Num texto do livro, André Gorz faz um raciocínio interessante: o carro, diz ele, é como uma mansão à beira-mar. "Só é desejável e vantajoso a partir do momento em que a massa não dispõe de um. Isso se deve ao fato de que, tanto em sua concepção quanto na sua finalidade original, o carro é um bem de luxo. E o luxo, por definição, é impossível de ser democratizado: se todos ascendem ao luxo, ninguém tira proveito dele."
Acaba-se com a rede ferroviária, destrói-se o meio ambiente, cria-se uma demanda insaciável por petróleo, ocupam-se altas porcentagens de área urbana com estacionamentos, estradas, viadutos, para que afinal a velocidade média de circulação numa cidade seja inferior à de quem anda de bicicleta.
Desconfio um pouco desse tipo de cálculo, mas aqui vai o raciocínio de outro autor, o ultra-radical Ivan Illich: "O americano típico consagra mais de 1.600 horas por ano ao seu automóvel: sentado dentro dele, andando ou parado, trabalhando para pagá-lo e para pagar a gasolina, os pneus, o pedágio, o seguro, as multas e os impostos (...) Essas 1.600 horas lhe servem para fazer 10 mil quilômetros de caminho, ou seja, 6 quilômetros em uma hora. É exatamente o mesmo nos países que não possuem indústria de transporte".
Ivan Illich acha preferível a situação de um camponês peruano, que todo mês gasta três dias de marcha para levar um porco até o mercado e depois volta para sua cabana sem risco de atropelar ou de ser atropelado, do que a do americano, que perde comparativamente mais tempo de vida a serviço da tirania automobilística.
Talvez o melhor fosse comer o porco em casa mesmo, sem levá-lo ao mercado; ou, quem sabe, deixá-lo vivo, para felicidade de todos. Mas não precisamos enveredar por hipóteses tão longínquas. Uma questão interessante, levantada num artigo assinado por "Mr. Social Control", é por que as pessoas continuam fascinadas pelos carros, quando seu uso se torna cada vez mais irracional.

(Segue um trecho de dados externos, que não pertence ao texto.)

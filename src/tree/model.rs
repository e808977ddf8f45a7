//! Read-only view of a fitted decision tree.
//!
//! The renderer never trains anything. It consumes whatever model library
//! produced the tree through [`TreeModel`], which mirrors the flat per-node
//! arrays most CART implementations expose. [`FittedTree`] is a ready-made
//! structure-of-arrays implementation for callers that convert their own
//! model once.

/// What the model predicts.
#[derive(Debug, Clone, Copy, PartialEq, Eq)]
pub enum TreeKind {
    /// Predicts one of `n_classes` class labels.
    Classifier {
        /// Number of classes the model was fitted with.
        n_classes: usize,
    },
    /// Predicts a single continuous value.
    Regressor,
}

/// Node-level access to a fitted single-output tree.
///
/// Node ids are `0..node_count()` with the root at 0. Samples go left when
/// `x[split_feature] < split_threshold`.
pub trait TreeModel {
    /// Classifier or regressor.
    fn kind(&self) -> TreeKind;

    /// Number of nodes; 0 means the model was never fitted.
    fn node_count(&self) -> usize;

    /// Number of input features the model was fitted on.
    fn n_features(&self) -> usize;

    /// Whether `node` is terminal.
    fn is_leaf(&self, node: usize) -> bool;

    /// Feature index tested at an internal node.
    fn split_feature(&self, node: usize) -> usize;

    /// Threshold tested at an internal node.
    fn split_threshold(&self, node: usize) -> f32;

    /// Child taken when `x[feature] < threshold`.
    fn left_child(&self, node: usize) -> usize;

    /// Child taken otherwise.
    fn right_child(&self, node: usize) -> usize;

    /// Per-class sample counts (classifier) or `[mean target]` (regressor).
    fn node_value(&self, node: usize) -> &[f32];

    /// Class label of each column in [`TreeModel::node_value`]; empty for regressors.
    fn classes(&self) -> &[i64];

    /// Whether the model carries a tree at all.
    fn is_fitted(&self) -> bool {
        self.node_count() > 0
    }
}

/// Structure-of-arrays tree storage implementing [`TreeModel`].
#[derive(Debug, Clone)]
pub struct FittedTree {
    kind: TreeKind,
    n_features: usize,
    classes: Vec<i64>,
    split_features: Box<[usize]>,
    split_thresholds: Box<[f32]>,
    left_children: Box<[usize]>,
    right_children: Box<[usize]>,
    is_leaf: Box<[bool]>,
    values: Box<[Vec<f32>]>,
}

impl FittedTree {
    /// A model that was constructed but never trained.
    #[must_use]
    pub fn unfitted(kind: TreeKind, n_features: usize) -> Self {
        TreeBuilder::new(kind, n_features).build()
    }

    /// Maximum root-to-leaf depth (root alone is depth 0).
    #[must_use]
    pub fn depth(&self) -> usize {
        if self.is_leaf.is_empty() {
            return 0;
        }
        let mut deepest = 0;
        let mut stack = vec![(0usize, 0usize)];
        while let Some((node, depth)) = stack.pop() {
            deepest = deepest.max(depth);
            if !self.is_leaf[node] {
                stack.push((self.left_children[node], depth + 1));
                stack.push((self.right_children[node], depth + 1));
            }
        }
        deepest
    }
}

impl TreeModel for FittedTree {
    fn kind(&self) -> TreeKind {
        self.kind
    }

    fn node_count(&self) -> usize {
        self.is_leaf.len()
    }

    fn n_features(&self) -> usize {
        self.n_features
    }

    #[inline]
    fn is_leaf(&self, node: usize) -> bool {
        self.is_leaf[node]
    }

    #[inline]
    fn split_feature(&self, node: usize) -> usize {
        self.split_features[node]
    }

    #[inline]
    fn split_threshold(&self, node: usize) -> f32 {
        self.split_thresholds[node]
    }

    #[inline]
    fn left_child(&self, node: usize) -> usize {
        self.left_children[node]
    }

    #[inline]
    fn right_child(&self, node: usize) -> usize {
        self.right_children[node]
    }

    fn node_value(&self, node: usize) -> &[f32] {
        &self.values[node]
    }

    fn classes(&self) -> &[i64] {
        &self.classes
    }
}

/// Incremental constructor for [`FittedTree`].
///
/// Nodes get ids in insertion order. Child ids passed to
/// [`TreeBuilder::add_split`] may refer to nodes added later.
#[derive(Debug)]
pub struct TreeBuilder {
    kind: TreeKind,
    n_features: usize,
    classes: Vec<i64>,
    split_features: Vec<usize>,
    split_thresholds: Vec<f32>,
    left_children: Vec<usize>,
    right_children: Vec<usize>,
    is_leaf: Vec<bool>,
    values: Vec<Vec<f32>>,
}

impl TreeBuilder {
    /// Start an empty tree. Classifier labels default to `0..n_classes`.
    #[must_use]
    pub fn new(kind: TreeKind, n_features: usize) -> Self {
        let classes = match kind {
            TreeKind::Classifier { n_classes } => (0..n_classes as i64).collect(),
            TreeKind::Regressor => Vec::new(),
        };
        Self {
            kind,
            n_features,
            classes,
            split_features: Vec::new(),
            split_thresholds: Vec::new(),
            left_children: Vec::new(),
            right_children: Vec::new(),
            is_leaf: Vec::new(),
            values: Vec::new(),
        }
    }

    /// Override the class label of each value column.
    #[must_use]
    pub fn classes(mut self, classes: Vec<i64>) -> Self {
        self.classes = classes;
        self
    }

    /// Id the next added node will get.
    #[must_use]
    pub fn next_id(&self) -> usize {
        self.is_leaf.len()
    }

    /// Add a split node. Returns the node id.
    pub fn add_split(
        &mut self,
        feature: usize,
        threshold: f32,
        left: usize,
        right: usize,
        value: Vec<f32>,
    ) -> usize {
        let id = self.next_id();
        self.split_features.push(feature);
        self.split_thresholds.push(threshold);
        self.left_children.push(left);
        self.right_children.push(right);
        self.is_leaf.push(false);
        self.values.push(value);
        id
    }

    /// Add a leaf node. Returns the node id.
    pub fn add_leaf(&mut self, value: Vec<f32>) -> usize {
        let id = self.next_id();
        self.split_features.push(0);
        self.split_thresholds.push(0.0);
        self.left_children.push(0);
        self.right_children.push(0);
        self.is_leaf.push(true);
        self.values.push(value);
        id
    }

    /// Rewire the children of an already added split node.
    pub fn set_children(&mut self, node: usize, left: usize, right: usize) {
        self.left_children[node] = left;
        self.right_children[node] = right;
    }

    /// Finish the tree.
    #[must_use]
    pub fn build(self) -> FittedTree {
        FittedTree {
            kind: self.kind,
            n_features: self.n_features,
            classes: self.classes,
            split_features: self.split_features.into_boxed_slice(),
            split_thresholds: self.split_thresholds.into_boxed_slice(),
            left_children: self.left_children.into_boxed_slice(),
            right_children: self.right_children.into_boxed_slice(),
            is_leaf: self.is_leaf.into_boxed_slice(),
            values: self.values.into_boxed_slice(),
        }
    }
}
//! # Trueno-Treeviz
//!
//! Decision tree visualization for regressors and classifiers.
//!
//! A fitted tree is mirrored in a [`ShadowTree`](tree::ShadowTree) that knows
//! which training rows reach every node. Each node then gets a small
//! statistical SVG (class histograms, pies, target scatters and strips), and
//! the images are composed into a Graphviz DOT document. Rendering the
//! document (`dot -Tsvg`) is left to the caller.
//!
//! ## Quick Start
//!
//! ```rust,ignore
//! use trueno_treeviz::prelude::*;
//!
//! let dot = TreeViz::new(&model, &x, &y)
//!     .feature_names(["sepal length", "sepal width", "petal length", "petal width"])
//!     .target_name("species")
//!     .class_names(ClassNames::list(["setosa", "versicolor", "virginica"]))
//!     .config(RenderConfig::new().instance(vec![5.1, 3.5, 1.4, 0.2]))
//!     .render()?;
//! std::fs::write("iris.dot", dot)?;
//! ```
//!
//! ## Feature Flags
//!
//! - `config`: YAML loading of [`RenderConfig`](config::RenderConfig)
//! - `samples`: the `dtreeviz-samples` harness binary
//! - `full`: All features enabled

#![cfg_attr(docsrs, feature(doc_cfg))]
#![warn(missing_docs)]
// Allow unwrap() in tests only - banned in production code (Cloudflare incident 2025-11-18)
#![cfg_attr(test, allow(clippy::unwrap_used))]
// Allow common patterns in graphics/visualization code
#![allow(clippy::cast_possible_truncation)]
#![allow(clippy::cast_sign_loss)]
#![allow(clippy::cast_precision_loss)]
#![allow(clippy::module_name_repetitions)]
#![allow(clippy::similar_names)]
#![allow(clippy::doc_markdown)]

// ============================================================================
// Core Modules
// ============================================================================

/// Color types, named colors and the class palettes.
pub mod color;

/// Training data matrix and SIMD reductions over it.
pub mod data;

/// Fitted-tree contract and shadow tree.
pub mod tree;

/// Scale functions for data-to-visual mappings.
pub mod scale;

/// Sizing and binning heuristics.
pub mod sizing;

/// Seeded sampler behind leaf jitter.
pub mod random;

// ============================================================================
// Rendering Modules
// ============================================================================

/// Per-node statistical plots.
pub mod plots;

/// Output encoders (SVG).
pub mod output;

/// Node image files.
pub mod artifact;

/// Highlighted nodes and traced instances.
pub mod highlight;

/// Graphviz DOT assembly.
pub mod dot;

/// Render configuration.
pub mod config;

// ============================================================================
// Error Types
// ============================================================================

/// Error types for trueno-treeviz operations.
pub mod error;

pub use dot::{dtreeviz, TreeViz};
pub use error::{Error, Result};

// ============================================================================
// Prelude
// ============================================================================

/// Commonly used types and traits for convenient imports.
///
/// ```rust,ignore
/// use trueno_treeviz::prelude::*;
/// ```
pub mod prelude {
    pub use crate::color::Rgba;
    pub use crate::config::{ClassNames, HistType, Orientation, RenderConfig};
    pub use crate::data::FeatureMatrix;
    pub use crate::dot::{dtreeviz, TreeViz};
    pub use crate::error::{Error, Result};
    pub use crate::tree::{
        DecisionPath, FittedTree, Prediction, ShadowTree, TreeBuilder, TreeKind, TreeModel,
    };
    pub use batuta_common::display::WithDimensions;
}

// ============================================================================
// Re-exports
// ============================================================================

/// Re-export trueno for direct access to SIMD operations.
pub use trueno;
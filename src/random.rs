//! Seeded normal sampler for jitter and synthetic data.
//!
//! An LCG drives Box-Muller, so a seed always yields the same sequence on
//! every platform. Not suitable for anything statistical beyond plotting.

/// Deterministic uniform and normal samples.
#[derive(Debug, Clone)]
pub struct SeededRng {
    state: u64,
}

impl SeededRng {
    /// Start a sequence from `seed`.
    #[must_use]
    pub fn new(seed: u64) -> Self {
        Self {
            state: seed.wrapping_mul(1_103_515_245).wrapping_add(12_345),
        }
    }

    /// Uniform sample in `(0, 1)`.
    pub fn uniform(&mut self) -> f32 {
        self.state = self.state.wrapping_mul(6_364_136_223_846_793_005).wrapping_add(1_442_695_040_888_963_407);
        // top 24 bits, shifted off zero so ln() stays finite
        ((self.state >> 40) as f32 + 0.5) / (1u64 << 24) as f32
    }

    /// Normal sample with mean `mu` and standard deviation `sigma`.
    pub fn normal(&mut self, mu: f32, sigma: f32) -> f32 {
        let (u1, u2) = (self.uniform(), self.uniform());
        let z = (-2.0 * u1.ln()).sqrt() * (std::f32::consts::TAU * u2).cos();
        mu + sigma * z
    }
}

#[cfg(test)]
mod tests {
    use super::*;

    #[test]
    fn test_same_seed_same_sequence() {
        let mut a = SeededRng::new(42);
        let mut b = SeededRng::new(42);
        let xs: Vec<f32> = (0..16).map(|_| a.normal(0.0, 1.0)).collect();
        let ys: Vec<f32> = (0..16).map(|_| b.normal(0.0, 1.0)).collect();
        assert_eq!(xs, ys);
        assert_ne!(SeededRng::new(1).uniform(), SeededRng::new(2).uniform());
    }

    #[test]
    fn test_uniform_open_interval() {
        let mut rng = SeededRng::new(0);
        assert!((0..10_000).map(|_| rng.uniform()).all(|u| u > 0.0 && u < 1.0));
    }

    #[test]
    fn test_normal_moments() {
        let mut rng = SeededRng::new(7);
        let xs: Vec<f32> = (0..20_000).map(|_| rng.normal(3.0, 2.0)).collect();
        let n = xs.len() as f32;
        let mean = xs.iter().sum::<f32>() / n;
        let var = xs.iter().map(|x| (x - mean) * (x - mean)).sum::<f32>() / n;
        assert!((mean - 3.0).abs() < 0.1);
        assert!((var.sqrt() - 2.0).abs() < 0.1);
    }
}
//! Node and edge statements.

use std::collections::{BTreeMap, BTreeSet};

use super::{html_escape, Graph};
use crate::artifact::Artifact;
use crate::color::{GREY, HIGHLIGHT_COLOR, YELLOW};
use crate::config::Orientation;
use crate::output::num;
use crate::plots::fixed;
use crate::sizing::leaf_disk_size;
use crate::tree::{Prediction, ShadowNode, ShadowTree, TreeModel};

const THIN_EDGE: &str = "0.3";
const THICK_EDGE: &str = "1.2";

/// DOT id of every node: `leaf{id}` for leaves, the cleaned feature name
/// followed by the id for splits.
///
/// Cleaning drops ASCII punctuation and turns whitespace into `_`. A split
/// falls back to `node{id}` when the cleaned name is empty, starts with a
/// digit, or collides with an earlier id, and a fallback that is itself
/// taken gets a `_{n}` suffix.
pub(crate) fn dot_names<M: TreeModel + ?Sized>(shadow: &ShadowTree<'_, M>) -> BTreeMap<usize, String> {
    let mut names = BTreeMap::new();
    let mut taken = BTreeSet::new();
    for node in shadow.leaves() {
        let name = format!("leaf{}", node.id());
        taken.insert(name.clone());
        names.insert(node.id(), name);
    }
    for node in shadow.internal() {
        let cleaned = node.feature().map(|f| clean_name(shadow.feature_name(f))).unwrap_or_default();
        let usable = cleaned.chars().next().is_some_and(|c| !c.is_ascii_digit());
        let mut name = format!("{cleaned}{}", node.id());
        if !usable || taken.contains(&name) {
            name = format!("node{}", node.id());
        }
        let base = name.clone();
        let mut suffix = 1;
        while taken.contains(&name) {
            name = format!("{base}_{suffix}");
            suffix += 1;
        }
        taken.insert(name.clone());
        names.insert(node.id(), name);
    }
    names
}

fn clean_name(name: &str) -> String {
    name.chars()
        .filter(|c| !c.is_ascii_punctuation())
        .map(|c| if c.is_whitespace() { '_' } else { c })
        .collect()
}

/// Single-cell table embedding a node image at its own size.
fn image_table(image: &Artifact, cell_border: bool) -> String {
    let border = if cell_border { "" } else { r#" CELLBORDER="0""# };
    format!(
        r#"<table border="0"{border}>
        <tr>
                <td port="img" fixedsize="true" width="{}" height="{}"><img src="{}"/></td>
        </tr>
        </table>"#,
        num(image.width),
        num(image.height),
        html_escape(&image.path.display().to_string())
    )
}

/// Grey Helvetica text at `size` points.
pub(super) fn font(text: &str, size: u32) -> String {
    format!(r#"<font face="Helvetica" color="{}" point-size="{size}">{text}</font>"#, GREY.to_hex())
}

impl<M: TreeModel + ?Sized> Graph<'_, '_, M> {
    /// Attributes of a node statement; highlighted nodes get a dashed box.
    fn node_attrs(&self, id: usize, shape: &str, label: &str) -> String {
        if self.highlight.contains(id) {
            format!(
                r#"[margin="0" shape=box penwidth=".5" color="{}" style="dashed" label=<{label}>]"#,
                HIGHLIGHT_COLOR.to_hex()
            )
        } else {
            format!(r#"[margin="0" shape={shape} label=<{label}>]"#)
        }
    }

    pub(super) fn split_node(&self, node: &ShadowNode) -> String {
        let label = match self.images.get(&node.id()) {
            Some(image) => image_table(image, true),
            None => {
                let name = node.feature().map_or("", |f| self.shadow.feature_name(f));
                let split = node.split().map(|s| fixed(s, self.config.precision)).unwrap_or_default();
                format!(
                    r#"<font face="Helvetica" color="{}" point-size="12">{}@{split}</font>"#,
                    GREY.to_hex(),
                    html_escape(name)
                )
            }
        };
        format!("    {} {}\n", self.name(node.id()), self.node_attrs(node.id(), "none", &label))
    }

    /// Both child edges of a split plus the block keeping the children on one rank.
    pub(super) fn split_edges(&self, node: &ShadowNode) -> String {
        let Some((left, right)) = node.children() else {
            return String::new();
        };
        let labelled = if node.id() == self.shadow.root().id() {
            self.config.show_root_edge_labels
        } else {
            self.config.show_edge_labels
        };
        let (llabel, rlabel) = if labelled { ("&lt;", "&ge;") } else { ("", "") };
        let (from, lname, rname) = (self.name(node.id()), self.name(left), self.name(right));

        let mut out = String::new();
        for (child, cname, label) in [(left, lname, llabel), (right, rname, rlabel)] {
            let (width, color) = if self.highlight.contains(child) {
                (THICK_EDGE, HIGHLIGHT_COLOR)
            } else {
                (THIN_EDGE, GREY)
            };
            out.push_str(&format!(
                "    {from} -> {cname} [penwidth={width} color=\"{}\" label=<{label}>]\n",
                color.to_hex()
            ));
        }
        out.push_str(&format!(
            "    {{\n        rank=same;\n        {lname} -> {rname} [style=invis]\n    }}\n"
        ));
        out
    }

    pub(super) fn leaf_node(&self, node: &ShadowNode) -> String {
        let name = self.name(node.id());
        match self.images.get(&node.id()) {
            Some(image) => {
                let table = image_table(image, !self.shadow.is_classifier());
                format!("    {name} {}\n", self.node_attrs(node.id(), "plain", &table))
            }
            None => self.plain_leaf(node),
        }
    }

    /// Yellow disk sized by sample count with the value and count beside it.
    fn plain_leaf(&self, node: &ShadowNode) -> String {
        let name = self.name(node.id());
        let width = leaf_disk_size(node.nsamples(), &self.shadow.leaf_sample_counts());
        let spacer_width = 0.15 / width;
        let labeldistance = match self.config.orientation {
            Orientation::TD => "1.2",
            Orientation::LR => "2.2",
        };
        let value = match self.shadow.prediction(node) {
            Prediction::Value(v) => fixed(v, self.config.precision),
            Prediction::Class(label) => label.to_string(),
        };
        let caption = format!("{}={value}", html_escape(self.target_name));
        let row = |text: &str| {
            format!(
                "            <tr>\n                <td align=\"center\" CELLPADDING=\"0\" CELLSPACING=\"0\">{}</td>\n            </tr>\n",
                font(text, 11)
            )
        };
        let label = format!(
            "<table border=\"0\" CELLPADDING=\"0\" CELLBORDER=\"0\" CELLSPACING=\"0\">\n{}{}            </table>",
            row(&caption),
            row(&format!("n={}", node.nsamples()))
        );

        let mut out = format!(
            "    {name} [fixedsize=\"true\" width=\"{width:.3}\" style=filled fillcolor=\"{}\" shape=circle label=\"\"]\n",
            YELLOW.to_hex()
        );
        out.push_str(&format!("    {name}_annot [shape=none width=\"{spacer_width:.3}\" label=\"\"]\n"));
        out.push_str(&format!("    {name}_spacer [shape=none label=\"\"]\n"));
        out.push_str(&format!(
            "    {name} -> {name}_annot [penwidth=0 arrowsize=0 labeldistance=\"{labeldistance}\" labelangle=\"0\" taillabel=<{label}>]\n"
        ));
        out.push_str(&format!(
            "    {{\n        rank=same;\n        {name} -> {name}_spacer [style=invis]\n    }}\n"
        ));
        out
    }
}

#[cfg(test)]
mod tests {
    use super::*;
    use crate::data::FeatureMatrix;
    use crate::tree::{TreeBuilder, TreeKind};

    #[test]
    fn test_clean_name() {
        assert_eq!(clean_name("petal length (cm)"), "petal_length_cm");
        assert_eq!(clean_name("a.b-c"), "abc");
        assert_eq!(clean_name("\u{e9}t\u{e9}"), "\u{e9}t\u{e9}");
    }

    #[test]
    fn test_dot_names() {
        let x = FeatureMatrix::from_rows(&[[1.0, 1.0, 1.0], [3.0, 3.0, 3.0]]).unwrap();
        let mut b = TreeBuilder::new(TreeKind::Regressor, 3);
        b.add_split(0, 2.0, 1, 4, vec![2.0]);
        b.add_split(1, 2.0, 2, 3, vec![1.0]);
        b.add_leaf(vec![1.0]);
        b.add_leaf(vec![1.0]);
        b.add_split(2, 5.0, 5, 6, vec![3.0]);
        b.add_leaf(vec![3.0]);
        b.add_leaf(vec![3.0]);
        let model = b.build();
        let shadow = ShadowTree::new(&model, &x, &[1.0, 3.0], &["LSTAT", "2nd floor", "?!"]).unwrap();

        let names = dot_names(&shadow);
        assert_eq!(names[&0], "LSTAT0");
        assert_eq!(names[&1], "node1");
        assert_eq!(names[&4], "node4");
        assert_eq!(names[&2], "leaf2");
        assert_eq!(names[&6], "leaf6");
    }

    #[test]
    fn test_fallback_name_never_collides() {
        let x = FeatureMatrix::from_rows(&[[1.0, 1.0]]).unwrap();
        let mut b = TreeBuilder::new(TreeKind::Regressor, 2);
        for id in 0..12 {
            let feature = usize::from(id == 1);
            let right = if id == 11 { 24 } else { id + 1 };
            b.add_split(feature, 0.5, 12 + id, right, vec![1.0]);
        }
        for _ in 12..=24 {
            b.add_leaf(vec![1.0]);
        }
        let model = b.build();
        let shadow = ShadowTree::new(&model, &x, &[1.0], &["9x", "node1"]).unwrap();

        let names = dot_names(&shadow);
        assert_eq!(names[&1], "node11");
        assert_eq!(names[&11], "node11_1");
        let unique: BTreeSet<&String> = names.values().collect();
        assert_eq!(unique.len(), names.len());
    }

    #[test]
    fn test_image_table() {
        let image = Artifact {
            path: "/tmp/x/node3.svg".into(),
            width: 237.6,
            height: 64.5,
        };
        let table = image_table(&image, false);
        assert!(table.starts_with(r#"<table border="0" CELLBORDER="0">"#));
        assert!(table.contains(r#"width="237.6" height="64.5"><img src="/tmp/x/node3.svg"/>"#));
        assert!(image_table(&image, true).starts_with(r#"<table border="0">"#));
    }
}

Não devemos perguntar, diz o militante inglês, como a sociedade tolera a matança anual de 5 mil pessoas na Grã-Bretanha e de um milhão de pessoas no mundo em função de desastres automobilísticos, "mas, sim, perguntar: como uma sociedade de motoristas tolera qualquer outra coisa? Para nós, essa matança é um dos muitos inconvenientes do carro. Para você, motorista, é uma das muitas vantagens. É o risco de dirigir que torna esse ato excitante para você (...). Dirigir não é a única coisa que você faz sem um supervisor olhando sobre o seu ombro? Não é a única coisa que você faz, nos seus próprios termos, para você mesmo? Não é o único momento que você tem para você mesmo?".
De fato, essa sensação de autonomia, de encapsulamento, de potência e de agressividade é um dos prazeres de dirigir. Os manifestantes anticarro estão tratando de inventar outros prazeres: o da "massa crítica", por exemplo. Trata-se de reunir um número suficiente de ciclistas num cruzamento para poder atravessá-lo "à força", sem esperar pelo semáforo, num exercício oceânico de poder coletivo.
Metáfora, sem dúvida, da grande revolução com que se sonhou um dia. As lutas específicas contra o automóvel não deixam de se voltar, entretanto, contra o sistema capitalista global; pega-se o inimigo por um de seus incontáveis chifres. Há os que militam contra o hambúrguer, a indústria farmacêutica, a televisão, o turismo de massas: a sociedade de consumo oferece produtos para todos os desgostos.
Seria fácil ironizar esses movimentos e estigmatizá-los como adversários do progresso. Claramente, se existe algo de arcaico nisso tudo é o próprio automóvel. Seria contudo escorraçado o prefeito que decretasse um ou dois dias de rodízio obrigatório em São Paulo. E, se é para pensar em quem paga R$ 20 mil de IPTU, como lembrou a prefeita em gafe recente, melhor investir em heliportos do que em túneis e viadutos -essas vulgaridades malufistas.